窓枠や幕板、その他の素材(窯業系サイデングボード)の塗膜劣化や素材が傷んでいました。
これらの下地の補強等に特に注意しながら、工事を進めました。
点検・調査結果報告
Ⅰ、屋根部分(塗膜や素材の劣化具合)
久保山様邸の屋根は、コロニアル(新生スレート)と呼ばれる屋根材です。築年数が17年程度であれば、製造過程でアスベストの有無が重要になってきます。アスベストが混和されていれば屋根材は丈夫ですが、将来的に解体する際、アスベスト対策費用が必要と思われます。
アスベストが混和されていなければ、一般的に脆弱なので、高圧洗浄を行うと表面の塗膜が剥がれてしまう事が懸念されます。
Ⅱ、外壁部分(塗膜劣化、汚染の発生状況)
一般的に塗料の種類によって、防水性や耐候性能にも差が生まれます。アクリル系で5年前後、ウレタン系8年~10年程度、シリコン系12年~15年程度、フッソ系でも18年前後が現状と私は考えます。外壁の塗装に使用されている塗料は、劣化具合から推察すると、アクリル系又はウレタン系が使用されています。
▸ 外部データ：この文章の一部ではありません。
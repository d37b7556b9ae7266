//! Registration and login form validation.
//!
//! Every check runs on submit and all failures are collected per field, so a
//! front end can show each message next to its input.

use std::collections::BTreeMap;
use std::fmt;
use std::sync::OnceLock;

use regex::Regex;
use thiserror::Error;

/// Shortest accepted password, counted in Unicode characters.
///
/// The web form counted UTF-16 code units, so four emoji passed there and
/// fail here.
pub const MIN_PASSWORD_LENGTH: usize = 8;

/// Form inputs, ordered as they appear on the form.
#[derive(Debug, Clone, Copy, PartialEq, Eq, PartialOrd, Ord, Hash)]
pub enum Field {
    FullName,
    Email,
    Password,
    ConfirmPassword,
    BusinessName,
    Location,
    AgreeToTerms,
}

impl fmt::Display for Field {
    fn fmt(&self, f: &mut fmt::Formatter<'_>) -> fmt::Result {
        let label = match self {
            Field::FullName => "Full name",
            Field::Email => "Email",
            Field::Password => "Password",
            Field::ConfirmPassword => "Confirm password",
            Field::BusinessName => "Business name",
            Field::Location => "Location",
            Field::AgreeToTerms => "Terms",
        };
        f.write_str(label)
    }
}

#[derive(Debug, Clone, PartialEq, Eq, Error)]
pub enum FieldError {
    #[error("{0} is required")]
    Required(Field),

    #[error("Email is invalid")]
    InvalidEmail,

    #[error("Password must be at least {} characters", MIN_PASSWORD_LENGTH)]
    PasswordTooShort,

    #[error("Please confirm your password")]
    ConfirmationMissing,

    #[error("Passwords do not match")]
    PasswordMismatch,

    #[error("You must agree to the terms")]
    TermsNotAccepted,
}

/// Field-level errors from one validation pass.
#[derive(Debug, Clone, Default, PartialEq, Eq)]
pub struct FormErrors {
    errors: BTreeMap<Field, FieldError>,
}

impl FormErrors {
    pub fn new() -> Self {
        Self::default()
    }

    pub fn insert(&mut self, field: Field, error: FieldError) {
        self.errors.insert(field, error);
    }

    pub fn get(&self, field: Field) -> Option<&FieldError> {
        self.errors.get(&field)
    }

    /// Drop the error shown for `field`, e.g. once the user edits it again.
    pub fn clear(&mut self, field: Field) -> Option<FieldError> {
        self.errors.remove(&field)
    }

    pub fn is_empty(&self) -> bool {
        self.errors.is_empty()
    }

    pub fn len(&self) -> usize {
        self.errors.len()
    }

    pub fn iter(&self) -> impl Iterator<Item = (Field, &FieldError)> {
        self.errors.iter().map(|(field, error)| (*field, error))
    }

    fn into_result(self) -> Result<(), FormErrors> {
        if self.is_empty() {
            Ok(())
        } else {
            Err(self)
        }
    }
}

impl fmt::Display for FormErrors {
    fn fmt(&self, f: &mut fmt::Formatter<'_>) -> fmt::Result {
        let messages: Vec<String> = self.errors.values().map(|e| e.to_string()).collect();
        f.write_str(&messages.join("; "))
    }
}

impl std::error::Error for FormErrors {}

fn email_pattern() -> Option<&'static Regex> {
    static EMAIL: OnceLock<Option<Regex>> = OnceLock::new();
    EMAIL
        .get_or_init(|| Regex::new(r"\S+@\S+\.\S+").ok())
        .as_ref()
}

/// Loose shape check: something, an `@`, something, a dot, something.
pub fn looks_like_email(value: &str) -> bool {
    email_pattern().is_some_and(|re| re.is_match(value))
}

fn check_email(value: &str, errors: &mut FormErrors) {
    if value.trim().is_empty() {
        errors.insert(Field::Email, FieldError::Required(Field::Email));
    } else if !looks_like_email(value) {
        errors.insert(Field::Email, FieldError::InvalidEmail);
    }
}

fn check_required(field: Field, value: &str, errors: &mut FormErrors) {
    if value.trim().is_empty() {
        errors.insert(field, FieldError::Required(field));
    }
}

#[derive(Debug, Clone, Default, PartialEq, Eq)]
pub struct RegistrationForm {
    pub full_name: String,
    pub email: String,
    pub password: String,
    pub confirm_password: String,
    pub business_name: String,
    pub location: String,
    pub agree_to_terms: bool,
}

impl RegistrationForm {
    pub fn validate(&self) -> Result<(), FormErrors> {
        let mut errors = FormErrors::new();

        check_required(Field::FullName, &self.full_name, &mut errors);
        check_email(&self.email, &mut errors);

        if self.password.is_empty() {
            errors.insert(Field::Password, FieldError::Required(Field::Password));
        } else if self.password.chars().count() < MIN_PASSWORD_LENGTH {
            errors.insert(Field::Password, FieldError::PasswordTooShort);
        }

        if self.confirm_password.is_empty() {
            errors.insert(Field::ConfirmPassword, FieldError::ConfirmationMissing);
        } else if self.password != self.confirm_password {
            errors.insert(Field::ConfirmPassword, FieldError::PasswordMismatch);
        }

        check_required(Field::BusinessName, &self.business_name, &mut errors);
        check_required(Field::Location, &self.location, &mut errors);

        if !self.agree_to_terms {
            errors.insert(Field::AgreeToTerms, FieldError::TermsNotAccepted);
        }

        errors.into_result()
    }
}

#[derive(Debug, Clone, Default, PartialEq, Eq)]
pub struct LoginForm {
    pub email: String,
    pub password: String,
}

impl LoginForm {
    pub fn validate(&self) -> Result<(), FormErrors> {
        let mut errors = FormErrors::new();
        check_email(&self.email, &mut errors);
        if self.password.is_empty() {
            errors.insert(Field::Password, FieldError::Required(Field::Password));
        }
        errors.into_result()
    }
}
由って、築年数を考慮すれば、既に塗り替え時期が来ていると云えます。
Ⅲ、コーキング部分(ひび割れや切れその他の発生状況)
現状的には、ウレタンコーキングが使用されており、多くの場所でひび割れや切れが発生していました。主な原因はウレタンコーキングは紫外線によって、硬化が進み、切れやひび割れが発生し易くなるからです。ウレタンコーキングよりも性能的に優れた変性シリコンコーキングを次回は使用する事をお勧めします。変性シリコンコーキングを施行して、その上に下塗り→中塗り→上塗りの3工程が必要と考えます。
Ⅳ、軒裏天井(塗膜劣化、汚染・漏水の有無)
軒裏(天井)はケイ酸カルシュウム板が使用されており、水性アクリル塗装が行われています。仕様的には標準的な施工プランです。
但し、アクリル系の塗装なので、耐久性能は既に限度を越えた状態です。あと目立つのが、黄砂などの空気中の汚れが付着しており、全体的に暗いイメージになっています。雨漏りを意味するシミは見られませんが、足場を組んだ時点で再度点検する事が重要です。
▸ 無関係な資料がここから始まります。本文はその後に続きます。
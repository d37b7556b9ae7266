use std::io::{self, Write};
use std::sync::{Arc, Mutex};
use std::time::Duration;

use salesforecast_assistant::cli::chat::ChatContext;
use salesforecast_assistant::cli::chat::conversation_state::Origin;
use salesforecast_assistant::cli::chat::session::{ChatSession, SessionState};
use salesforecast_assistant::faq::{FALLBACK_RESPONSE, FaqResponder, KnowledgeBase};

#[derive(Clone, Default)]
struct SharedBuffer(Arc<Mutex<Vec<u8>>>);

impl SharedBuffer {
    fn contents(&self) -> String {
        String::from_utf8(self.0.lock().unwrap().clone()).unwrap()
    }
}

impl Write for SharedBuffer {
    fn write(&mut self, buf: &[u8]) -> io::Result<usize> {
        self.0.lock().unwrap().extend_from_slice(buf);
        Ok(buf.len())
    }

    fn flush(&mut self) -> io::Result<()> {
        Ok(())
    }
}

fn context(input: &str, buffer: &SharedBuffer) -> ChatContext {
    let knowledge_base = Arc::new(KnowledgeBase::builtin());
    let responder = FaqResponder::new(Arc::clone(&knowledge_base));
    let session = ChatSession::new(Arc::new(responder), Duration::from_millis(1000));
    ChatContext::new(
        Box::new(buffer.clone()),
        Some(input.to_string()),
        false,
        session,
        knowledge_base,
    )
}

#[tokio::test(start_paused = true)]
async fn test_one_shot_input_prints_matched_answer() {
    let buffer = SharedBuffer::default();
    let mut chat = context("Do you offer a free trial?", &buffer);
    chat.run().await.unwrap();

    let output = buffer.contents();
    assert!(output.starts_with("Yes! We offer a 14-day free trial"));

    let messages = chat.session().transcript().get_messages();
    assert_eq!(messages.len(), 3);
    assert_eq!(messages[1].origin, Origin::User);
    assert_eq!(messages[2].origin, Origin::Assistant);
    assert_eq!(chat.session().state(), SessionState::Closed);
}

#[tokio::test(start_paused = true)]
async fn test_one_shot_unknown_question_prints_fallback() {
    let buffer = SharedBuffer::default();
    let mut chat = context("xyz123", &buffer);
    chat.run().await.unwrap();
    assert_eq!(buffer.contents().trim_end(), FALLBACK_RESPONSE);
}

#[tokio::test(start_paused = true)]
async fn test_blank_one_shot_input_sends_nothing() {
    let buffer = SharedBuffer::default();
    let mut chat = context("   ", &buffer);
    chat.run().await.unwrap();
    assert!(buffer.contents().is_empty());
    assert_eq!(chat.session().transcript().len(), 1);
}

#[tokio::test(start_paused = true)]
async fn test_quick_action_command() {
    let buffer = SharedBuffer::default();
    let mut chat = context("/3", &buffer);
    chat.run().await.unwrap();
    assert!(buffer.contents().starts_with("We offer three plans"));
    assert_eq!(chat.session().transcript().get_messages()[1].text, "Pricing plans");
}

#[tokio::test(start_paused = true)]
async fn test_interrupt_cancels_pending_reply() {
    let buffer = SharedBuffer::default();
    let mut chat = context("pricing", &buffer);
    chat.interrupt_handle().notify_one();
    chat.run().await.unwrap();

    assert_eq!(buffer.contents(), "Reply cancelled.\n");
    let messages = chat.session().transcript().get_messages();
    assert_eq!(messages.len(), 2);
    assert_eq!(messages[1].origin, Origin::User);

    tokio::time::sleep(Duration::from_millis(2000)).await;
    assert_eq!(chat.session().transcript().len(), 2);
}
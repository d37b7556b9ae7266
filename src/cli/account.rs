use std::io::Write;

use color_print::cformat;
use eyre::Result;
use serde::Serialize;
use tracing::{debug, info};

use crate::api::{LOGIN_ENDPOINT, LoginRequest, REGISTER_ENDPOINT, RegisterRequest};
use crate::forms::{FormErrors, LoginForm, RegistrationForm};

/// Validate a registration and print either the field errors or the request
/// that would be submitted. Returns whether the form was accepted.
pub fn register(output: &mut dyn Write, form: &RegistrationForm, json: bool) -> Result<bool> {
    if let Err(errors) = form.validate() {
        print_errors(output, &errors)?;
        return Ok(false);
    }

    info!("Registration for {} passed validation", form.email);
    let request = RegisterRequest::from(form);
    print_request(output, REGISTER_ENDPOINT, &request, json)?;
    if !json {
        writeln!(output, "Registration successful! Redirecting to dashboard...")?;
    }
    Ok(true)
}

pub fn login(output: &mut dyn Write, form: &LoginForm, json: bool) -> Result<bool> {
    if let Err(errors) = form.validate() {
        print_errors(output, &errors)?;
        return Ok(false);
    }

    info!("Login for {} passed validation", form.email);
    print_request(output, LOGIN_ENDPOINT, &LoginRequest::from(form), json)?;
    Ok(true)
}

fn print_errors(output: &mut dyn Write, errors: &FormErrors) -> Result<()> {
    debug!("Form rejected with {} errors", errors.len());
    for (field, error) in errors.iter() {
        writeln!(output, "{}", cformat!("<red>{}:</> {}", field, error))?;
    }
    Ok(())
}

fn print_request<T: Serialize>(
    output: &mut dyn Write,
    endpoint: &str,
    request: &T,
    json: bool,
) -> Result<()> {
    let body = serde_json::to_string_pretty(request)?;
    if json {
        writeln!(output, "{}", body)?;
    } else {
        writeln!(output, "POST {}", endpoint)?;
        writeln!(output, "{}", body)?;
    }
    Ok(())
}

#[cfg(test)]
mod tests {
    use super::*;

    fn form() -> RegistrationForm {
        RegistrationForm {
            full_name: "Jane Doe".into(),
            email: "jane@example.com".into(),
            password: "password1".into(),
            confirm_password: "password1".into(),
            business_name: "Doe Retail".into(),
            location: "Austin, TX".into(),
            agree_to_terms: true,
        }
    }

    #[test]
    fn valid_registration_prints_request_body() {
        let mut out = Vec::new();
        assert!(register(&mut out, &form(), true).unwrap());

        let body: serde_json::Value = serde_json::from_slice(&out).unwrap();
        assert_eq!(body["businessName"], "Doe Retail");
        assert!(body.get("confirmPassword").is_none());
    }

    #[test]
    fn invalid_registration_lists_field_errors() {
        let bad = RegistrationForm {
            password: "password1".into(),
            confirm_password: "password2".into(),
            ..form()
        };
        let mut out = Vec::new();
        assert!(!register(&mut out, &bad, false).unwrap());

        let text = String::from_utf8(out).unwrap();
        assert!(text.contains("Passwords do not match"));
        assert!(!text.contains("POST"));
    }

    #[test]
    fn login_prints_endpoint() {
        let form = LoginForm {
            email: "owner@shop.com".into(),
            password: "secret".into(),
        };
        let mut out = Vec::new();
        assert!(login(&mut out, &form, false).unwrap());
        let text = String::from_utf8(out).unwrap();
        assert!(text.starts_with("POST /api/auth/login"));
    }
}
Ⅴ、破風板や幕板、窓枠廻り(塗膜劣化、汚染の発生状況)
破風板や幕板、窓枠などは、サイデングボードを加工したものが使用されており、ウレタン塗装です。経年劣化により、表面の塗膜は防水効果が極端に低下しています。素材のサイデングボードは加工し易く、傷もつきにくい素材ですが、一旦雨水の浸食が起こると、性能が良い塗料をを塗っても、塗膜剥離が生じやすい欠点があります。この点から言っても、早めの塗り替えが急務と云えます。
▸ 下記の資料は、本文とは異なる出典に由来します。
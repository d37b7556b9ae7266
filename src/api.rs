//! Request and response bodies for the SalesForecast HTTP API.
//!
//! Nothing in this crate talks to the network. These types fix the JSON shape
//! a backend is expected to accept, and the CLI prints them so they can be
//! piped to one.

use serde::{Deserialize, Serialize};

use crate::forms::{LoginForm, RegistrationForm};

pub const LOGIN_ENDPOINT: &str = "/api/auth/login";
pub const REGISTER_ENDPOINT: &str = "/api/auth/register";
pub const CHATBOT_ENDPOINT: &str = "/api/chatbot";
pub const DASHBOARD_ENDPOINT: &str = "/api/dashboard";

#[derive(Debug, Clone, PartialEq, Eq, Serialize, Deserialize)]
pub struct LoginRequest {
    pub email: String,
    pub password: String,
}

impl From<&LoginForm> for LoginRequest {
    fn from(form: &LoginForm) -> Self {
        Self {
            email: form.email.clone(),
            password: form.password.clone(),
        }
    }
}

/// Registration body. The confirmation field and terms checkbox stay client-side.
#[derive(Debug, Clone, PartialEq, Eq, Serialize, Deserialize)]
#[serde(rename_all = "camelCase")]
pub struct RegisterRequest {
    pub full_name: String,
    pub email: String,
    pub password: String,
    pub business_name: String,
    pub location: String,
}

impl From<&RegistrationForm> for RegisterRequest {
    fn from(form: &RegistrationForm) -> Self {
        Self {
            full_name: form.full_name.clone(),
            email: form.email.clone(),
            password: form.password.clone(),
            business_name: form.business_name.clone(),
            location: form.location.clone(),
        }
    }
}

#[derive(Debug, Clone, PartialEq, Eq, Serialize, Deserialize)]
pub struct ChatRequest {
    pub message: String,
}

#[derive(Debug, Clone, PartialEq, Eq, Serialize, Deserialize)]
pub struct ChatResponse {
    pub reply: String,
}

#[cfg(test)]
mod tests {
    use serde_json::json;

    use super::*;

    #[test]
    fn register_request_uses_camel_case_and_drops_client_fields() {
        let form = RegistrationForm {
            full_name: "Jane Doe".into(),
            email: "jane@example.com".into(),
            password: "password1".into(),
            confirm_password: "password1".into(),
            business_name: "Doe Retail".into(),
            location: "Austin, TX".into(),
            agree_to_terms: true,
        };
        let body = serde_json::to_value(RegisterRequest::from(&form)).unwrap();
        assert_eq!(
            body,
            json!({
                "fullName": "Jane Doe",
                "email": "jane@example.com",
                "password": "password1",
                "businessName": "Doe Retail",
                "location": "Austin, TX"
            })
        );
    }

    #[test]
    fn chat_request_parses_message_body() {
        let request: ChatRequest = serde_json::from_str(r#"{"message": "pricing?"}"#).unwrap();
        assert_eq!(request.message, "pricing?");
    }
}
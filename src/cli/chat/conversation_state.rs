use std::fmt;

use chrono::{DateTime, Local};

#[derive(Debug, Clone, Copy, PartialEq, Eq)]
pub enum Origin {
    User,
    Assistant,
}

impl fmt::Display for Origin {
    fn fmt(&self, f: &mut fmt::Formatter<'_>) -> fmt::Result {
        match self {
            Origin::User => write!(f, "You"),
            Origin::Assistant => write!(f, "SalesForecast Assistant"),
        }
    }
}

#[derive(Debug, Clone, PartialEq, Eq)]
pub struct ConversationMessage {
    pub id: u64,
    pub text: String,
    pub origin: Origin,
    pub created_at: DateTime<Local>,
}

impl ConversationMessage {
    /// Clock time in the `hh:mm AM/PM` form shown next to each message.
    pub fn time_label(&self) -> String {
        self.created_at.format("%I:%M %p").to_string()
    }
}

/// Append-only transcript of one conversation.
///
/// Message ids start at 1 and keep increasing for the lifetime of the
/// transcript, including across [`ConversationState::clear`].
#[derive(Debug, Clone)]
pub struct ConversationState {
    messages: Vec<ConversationMessage>,
    next_id: u64,
}

impl Default for ConversationState {
    fn default() -> Self {
        Self::new()
    }
}

impl ConversationState {
    pub fn new() -> Self {
        Self {
            messages: Vec::new(),
            next_id: 1,
        }
    }

    pub fn add_user_message(&mut self, message: &str) -> &ConversationMessage {
        self.push(Origin::User, message)
    }

    pub fn add_assistant_message(&mut self, message: &str) -> &ConversationMessage {
        self.push(Origin::Assistant, message)
    }

    pub fn get_messages(&self) -> &[ConversationMessage] {
        &self.messages
    }

    pub fn len(&self) -> usize {
        self.messages.len()
    }

    pub fn is_empty(&self) -> bool {
        self.messages.is_empty()
    }

    pub fn clear(&mut self) {
        self.messages.clear();
    }

    fn push(&mut self, origin: Origin, text: &str) -> &ConversationMessage {
        let id = self.next_id;
        self.next_id += 1;
        self.messages.push(ConversationMessage {
            id,
            text: text.to_string(),
            origin,
            created_at: Local::now(),
        });
        &self.messages[self.messages.len() - 1]
    }
}
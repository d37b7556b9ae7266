use std::io::{self, Write};
use std::path::PathBuf;
use std::process::ExitCode;
use std::sync::Arc;

use clap::{Parser, Subcommand};
use dotenv::dotenv;
use eyre::Result;
use tracing::{Level, info};
use tracing_subscriber::FmtSubscriber;

use salesforecast_assistant::api::ChatResponse;
use salesforecast_assistant::cli::account;
use salesforecast_assistant::cli::chat::ChatContext;
use salesforecast_assistant::cli::chat::session::ChatSession;
use salesforecast_assistant::config::{self, Settings};
use salesforecast_assistant::faq::{FaqResponder, KnowledgeBase};
use salesforecast_assistant::forms::{LoginForm, RegistrationForm};

#[derive(Parser)]
#[command(author, version, about, long_about = None)]
struct Cli {
    #[command(subcommand)]
    command: Option<Commands>,

    /// Input to send to the chat
    #[arg(short, long)]
    input: Option<String>,

    /// Enable verbose logging
    #[arg(short, long, global = true)]
    verbose: bool,

    /// Milliseconds the assistant "types" before replying
    #[arg(long, global = true)]
    delay_ms: Option<u64>,

    /// JSON file with the knowledge base to answer from
    #[arg(long, global = true)]
    knowledge_base: Option<PathBuf>,
}

#[derive(Subcommand)]
enum Commands {
    /// Start a chat session
    Chat {
        /// Input to send to the chat
        #[arg(short, long)]
        input: Option<String>,
    },

    /// Answer a single question and exit
    Ask {
        question: String,

        /// Print the reply as a JSON chat response
        #[arg(long)]
        json: bool,
    },

    /// List the questions in the knowledge base
    Faq,

    /// Validate a registration and print the request body
    Register {
        #[arg(long, default_value = "")]
        full_name: String,
        #[arg(long, default_value = "")]
        email: String,
        #[arg(long, default_value = "")]
        password: String,
        #[arg(long, default_value = "")]
        confirm_password: String,
        #[arg(long, default_value = "")]
        business_name: String,
        #[arg(long, default_value = "")]
        location: String,
        #[arg(long)]
        agree_to_terms: bool,
        #[arg(long)]
        json: bool,
    },

    /// Validate a sign-in and print the request body
    Login {
        #[arg(long, default_value = "")]
        email: String,
        #[arg(long, default_value = "")]
        password: String,
        #[arg(long)]
        json: bool,
    },
}

#[tokio::main]
async fn main() -> Result<ExitCode> {
    // Load environment variables from .env file
    dotenv().ok();

    let cli = Cli::parse();

    let log_level = if cli.verbose { Level::DEBUG } else { Level::INFO };

    let subscriber = FmtSubscriber::builder()
        .with_max_level(log_level)
        .with_writer(io::stderr)
        .finish();

    tracing::subscriber::set_global_default(subscriber)?;

    let settings = Settings::from_env()?.with_overrides(cli.delay_ms, cli.knowledge_base.clone());
    config::log_settings(&settings);

    match cli.command {
        Some(Commands::Chat { input }) => run_chat(&settings, input.or(cli.input)).await,
        None => run_chat(&settings, cli.input).await,
        Some(Commands::Ask { question, json }) => {
            let knowledge_base = settings.load_knowledge_base()?;
            let reply = knowledge_base.find_best_answer(&question);
            let mut stdout = io::stdout();
            if json {
                let response = ChatResponse {
                    reply: reply.to_string(),
                };
                writeln!(stdout, "{}", serde_json::to_string_pretty(&response)?)?;
            } else {
                writeln!(stdout, "{}", reply)?;
            }
            Ok(ExitCode::SUCCESS)
        }
        Some(Commands::Faq) => {
            let knowledge_base = settings.load_knowledge_base()?;
            let mut stdout = io::stdout();
            for (index, entry) in knowledge_base.entries().iter().enumerate() {
                writeln!(stdout, "{:>2}. {}", index + 1, entry.question())?;
                writeln!(stdout, "    keywords: {}", entry.keywords().join(", "))?;
            }
            Ok(ExitCode::SUCCESS)
        }
        Some(Commands::Register {
            full_name,
            email,
            password,
            confirm_password,
            business_name,
            location,
            agree_to_terms,
            json,
        }) => {
            let form = RegistrationForm {
                full_name,
                email,
                password,
                confirm_password,
                business_name,
                location,
                agree_to_terms,
            };
            let accepted = account::register(&mut io::stdout(), &form, json)?;
            Ok(exit_code(accepted))
        }
        Some(Commands::Login {
            email,
            password,
            json,
        }) => {
            let form = LoginForm { email, password };
            let accepted = account::login(&mut io::stdout(), &form, json)?;
            Ok(exit_code(accepted))
        }
    }
}

async fn run_chat(settings: &Settings, input: Option<String>) -> Result<ExitCode> {
    info!("Starting SalesForecast assistant");

    let knowledge_base = Arc::new(load_or_builtin(settings));
    let responder = FaqResponder::new(Arc::clone(&knowledge_base));
    let session = ChatSession::new(Arc::new(responder), settings.reply_delay);

    let interactive = input.is_none();
    let mut chat_context = ChatContext::new(
        Box::new(io::stdout()),
        input,
        interactive,
        session,
        knowledge_base,
    );
    chat_context.run().await
}

/// A broken knowledge base file should not keep the chat from starting.
fn load_or_builtin(settings: &Settings) -> KnowledgeBase {
    match settings.load_knowledge_base() {
        Ok(knowledge_base) => knowledge_base,
        Err(e) => {
            tracing::error!("Failed to load knowledge base, using built-in FAQ: {}", e);
            KnowledgeBase::builtin()
        }
    }
}

fn exit_code(accepted: bool) -> ExitCode {
    if accepted {
        ExitCode::SUCCESS
    } else {
        ExitCode::FAILURE
    }
}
Ⅵ、雨樋(劣化、退色・変形,その他不具合発生の有無)
雨樋は塩化ビニール製です。現状的には無塗装の状態です。素材が主に紫外線による劣化が生じており、弾力性の低下、勾配不良、金具のサビ、退色など、雨樋は交換時期が来ている様です。但し、工事費が高くなるので、今回は塗装するだけと云う選択もあります。メリット・デメリットを考慮する必要があります。雨樋を交換する場合は、足場を組んで再度見積もりを行います。
Ⅶ、金属部分の無塗装箇所の確認
金属部分で現場での塗装が可能な素材は鉄のみとお考え下さい。その他の金属(アルミ・アルミ鋳物・ステンレス・銅板・ガルバリュウム)などの金属は、焼付塗装でなければ塗膜剥離を起こす可能性が高くなります。又、鉄製であっても、塗装は避けた方が良い物もあるので、具体的に確認したいと思います。
Ⅷ、鉄部(塗装部分の確認)
鉄部は基本的に塗装可能です。但し、シャッター雨戸自体は無塗装が良いことは、金属部分で説明しました。サビが発生している箇所は、サビ止め塗装を行い、その上から下塗り→上塗りの順に塗装を行います。耐候性能を考えるならば、現状のウレタン塗装よりも、シリコン塗装をお勧めします。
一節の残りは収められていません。